• **Your task**: Pull every line of the entries that has the word "selections".

• **Listed records**:
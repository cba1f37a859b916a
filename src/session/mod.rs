//! Session state and the forked binding handle.
//!
//! A [`Binding`] couples a server selector with the causal-consistency
//! state of one logical session. Cursors hold independent handles produced
//! by [`Binding::fork`]; the underlying session lives until the last handle
//! drops.

use std::sync::{Arc, Mutex, PoisonError};

use async_trait::async_trait;
use bson::{Document, Timestamp};
use tokio_util::sync::CancellationToken;

use crate::channel::ChannelSource;
use crate::error::Result;
use crate::options::ReadPreference;

/// Causal-consistency state carried by one logical session.
///
/// Updated in lockstep with server replies; accessed serially behind the
/// binding's lock.
#[derive(Debug, Default)]
pub struct SessionState {
    operation_time: Option<Timestamp>,
    cluster_time: Option<Document>,
}

impl SessionState {
    /// Advance the operation time, keeping it monotonic.
    pub fn advance_operation_time(&mut self, ts: Timestamp) {
        let newer = match self.operation_time {
            Some(current) => (ts.time, ts.increment) > (current.time, current.increment),
            None => true,
        };
        if newer {
            self.operation_time = Some(ts);
        }
    }

    /// Record the gossiped cluster time from a reply.
    pub fn advance_cluster_time(&mut self, cluster_time: Document) {
        self.cluster_time = Some(cluster_time);
    }

    pub fn operation_time(&self) -> Option<Timestamp> {
        self.operation_time
    }

    pub fn cluster_time(&self) -> Option<&Document> {
        self.cluster_time.as_ref()
    }
}

/// Selects a server matching a read preference and yields a channel to it.
///
/// Implementations own topology discovery and connection pooling.
#[async_trait]
pub trait ServerSelector: Send + Sync {
    async fn select_server(
        &self,
        read_preference: &ReadPreference,
        cancel: &CancellationToken,
    ) -> Result<ChannelSource>;
}

/// A reference-counted handle over a selector and its session.
///
/// `fork` produces an independent handle with its own drop lifetime; the
/// session state is shared and released when the last handle drops.
#[derive(Clone)]
pub struct Binding {
    inner: Arc<BindingInner>,
}

struct BindingInner {
    selector: Arc<dyn ServerSelector>,
    session: Mutex<SessionState>,
}

impl Binding {
    pub fn new(selector: Arc<dyn ServerSelector>) -> Self {
        Self {
            inner: Arc::new(BindingInner {
                selector,
                session: Mutex::new(SessionState::default()),
            }),
        }
    }

    /// Produce an independent handle to the same session.
    pub fn fork(&self) -> Binding {
        Binding {
            inner: Arc::clone(&self.inner),
        }
    }

    /// Select a server matching `read_preference` and acquire a channel.
    pub async fn select_server(
        &self,
        read_preference: &ReadPreference,
        cancel: &CancellationToken,
    ) -> Result<ChannelSource> {
        self.inner
            .selector
            .select_server(read_preference, cancel)
            .await
    }

    /// The session's last observed operation time.
    pub fn operation_time(&self) -> Option<Timestamp> {
        self.session().operation_time()
    }

    pub(crate) fn advance_operation_time(&self, ts: Timestamp) {
        self.session().advance_operation_time(ts);
    }

    pub(crate) fn advance_cluster_time(&self, cluster_time: Document) {
        self.session().advance_cluster_time(cluster_time);
    }

    fn session(&self) -> std::sync::MutexGuard<'_, SessionState> {
        self.inner
            .session
            .lock()
            .unwrap_or_else(PoisonError::into_inner)
    }
}

impl std::fmt::Debug for Binding {
    fn fmt(&self, f: &mut std::fmt::Formatter<'_>) -> std::fmt::Result {
        f.debug_struct("Binding")
            .field("handles", &Arc::strong_count(&self.inner))
            .finish()
    }
}
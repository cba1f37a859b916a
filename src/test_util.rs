//! Scripted transport doubles shared by the unit and scenario tests.
//!
//! `MockChannel` replays queued replies (or errors) in order and records
//! every command it is handed, so tests can assert on the exact command
//! stream a cursor produced. `MockTopology` is a single-server selector
//! that counts selections, which is how the retry tests observe
//! re-selection.

use std::collections::VecDeque;
use std::sync::atomic::{AtomicUsize, Ordering};
use std::sync::{Arc, Mutex};

use async_trait::async_trait;
use bson::{doc, Bson, Document};
use tokio_util::sync::CancellationToken;

use crate::channel::{Channel, ChannelSource, ServerInfo};
use crate::error::{DriverError, Result};
use crate::options::ReadPreference;
use crate::session::{Binding, ServerSelector};

#[derive(Clone)]
pub(crate) struct MockChannel {
    state: Arc<MockChannelState>,
    server: ServerInfo,
}

struct MockChannelState {
    replies: Mutex<VecDeque<Result<Document>>>,
    commands: Mutex<Vec<(String, Document)>>,
}

impl MockChannel {
    pub(crate) fn new(max_wire_version: i32) -> Self {
        Self {
            state: Arc::new(MockChannelState {
                replies: Mutex::new(VecDeque::new()),
                commands: Mutex::new(Vec::new()),
            }),
            server: ServerInfo {
                address: "localhost:27017".to_string(),
                max_wire_version,
            },
        }
    }

    /// Queue a reply document for the next command.
    pub(crate) fn push_reply(&self, reply: Document) {
        self.state
            .replies
            .lock()
            .unwrap()
            .push_back(Ok(reply));
    }

    /// Queue a transport-level failure for the next command.
    pub(crate) fn push_error(&self, err: DriverError) {
        self.state.replies.lock().unwrap().push_back(Err(err));
    }

    /// Every `(database, command)` pair issued so far, in order.
    pub(crate) fn commands(&self) -> Vec<(String, Document)> {
        self.state.commands.lock().unwrap().clone()
    }

    /// The leading key of every command issued so far, in order.
    pub(crate) fn command_names(&self) -> Vec<String> {
        self.commands()
            .iter()
            .filter_map(|(_, cmd)| cmd.keys().next().map(String::from))
            .collect()
    }

    pub(crate) fn server_info(&self) -> ServerInfo {
        self.server.clone()
    }
}

#[async_trait]
impl Channel for MockChannel {
    async fn command(
        &self,
        database: &str,
        command: Document,
        _read_preference: Option<&ReadPreference>,
        cancel: &CancellationToken,
    ) -> Result<Document> {
        if cancel.is_cancelled() {
            return Err(DriverError::Cancelled);
        }
        self.state
            .commands
            .lock()
            .unwrap()
            .push((database.to_string(), command));
        self.state
            .replies
            .lock()
            .unwrap()
            .pop_front()
            .unwrap_or_else(|| Err(DriverError::Protocol("no scripted reply".to_string())))
    }
}

pub(crate) struct MockTopology {
    channel: MockChannel,
    selections: AtomicUsize,
}

impl MockTopology {
    pub(crate) fn new(channel: MockChannel) -> Arc<Self> {
        Arc::new(Self {
            channel,
            selections: AtomicUsize::new(0),
        })
    }

    pub(crate) fn selections(&self) -> usize {
        self.selections.load(Ordering::SeqCst)
    }

    pub(crate) fn source(&self) -> ChannelSource {
        ChannelSource::new(Arc::new(self.channel.clone()), self.channel.server_info())
    }
}

#[async_trait]
impl ServerSelector for MockTopology {
    async fn select_server(
        &self,
        _read_preference: &ReadPreference,
        cancel: &CancellationToken,
    ) -> Result<ChannelSource> {
        if cancel.is_cancelled() {
            return Err(DriverError::Cancelled);
        }
        self.selections.fetch_add(1, Ordering::SeqCst);
        Ok(self.source())
    }
}

/// A binding plus a pre-selected source over the same scripted channel.
pub(crate) fn scripted_binding(channel: MockChannel) -> (Binding, ChannelSource) {
    let topology = MockTopology::new(channel);
    let source = topology.source();
    (Binding::new(topology), source)
}

/// Build a cursor reply in the standard shape.
pub(crate) fn cursor_reply(
    id: i64,
    ns: &str,
    first: bool,
    docs: Vec<Document>,
    post_batch_resume_token: Option<Document>,
) -> Document {
    let batch_key = if first { "firstBatch" } else { "nextBatch" };
    let batch: Vec<Bson> = docs.into_iter().map(Bson::Document).collect();
    let mut cursor = doc! { "id": id, "ns": ns };
    cursor.insert(batch_key, batch);
    if let Some(token) = post_batch_resume_token {
        cursor.insert("postBatchResumeToken", token);
    }
    doc! { "cursor": cursor, "ok": 1.0 }
}

/// Build a failed command reply with the given code.
pub(crate) fn error_reply(code: i32, errmsg: &str) -> Document {
    let mut reply = doc! { "ok": 0.0, "code": code, "errmsg": errmsg };
    if let Some(name) = crate::error::codes::error_name(code) {
        reply.insert("codeName", name);
    }
    reply
}

/// Build a `killCursors` reply confirming the kill.
pub(crate) fn kill_reply(killed: &[i64], not_found: &[i64]) -> Document {
    doc! {
        "ok": 1.0,
        "cursorsKilled": killed.to_vec(),
        "cursorsNotFound": not_found.to_vec(),
        "cursorsAlive": Vec::<i64>::new(),
        "cursorsUnknown": Vec::<i64>::new(),
    }
}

• **Answer to the exercise**:
//! that counts selections, which is how the retry tests observe
    selections: AtomicUsize,
            selections: AtomicUsize::new(0),
    pub(crate) fn selections(&self) -> usize {
        self.selections.load(Ordering::SeqCst)
        self.selections.fetch_add(1, Ordering::SeqCst);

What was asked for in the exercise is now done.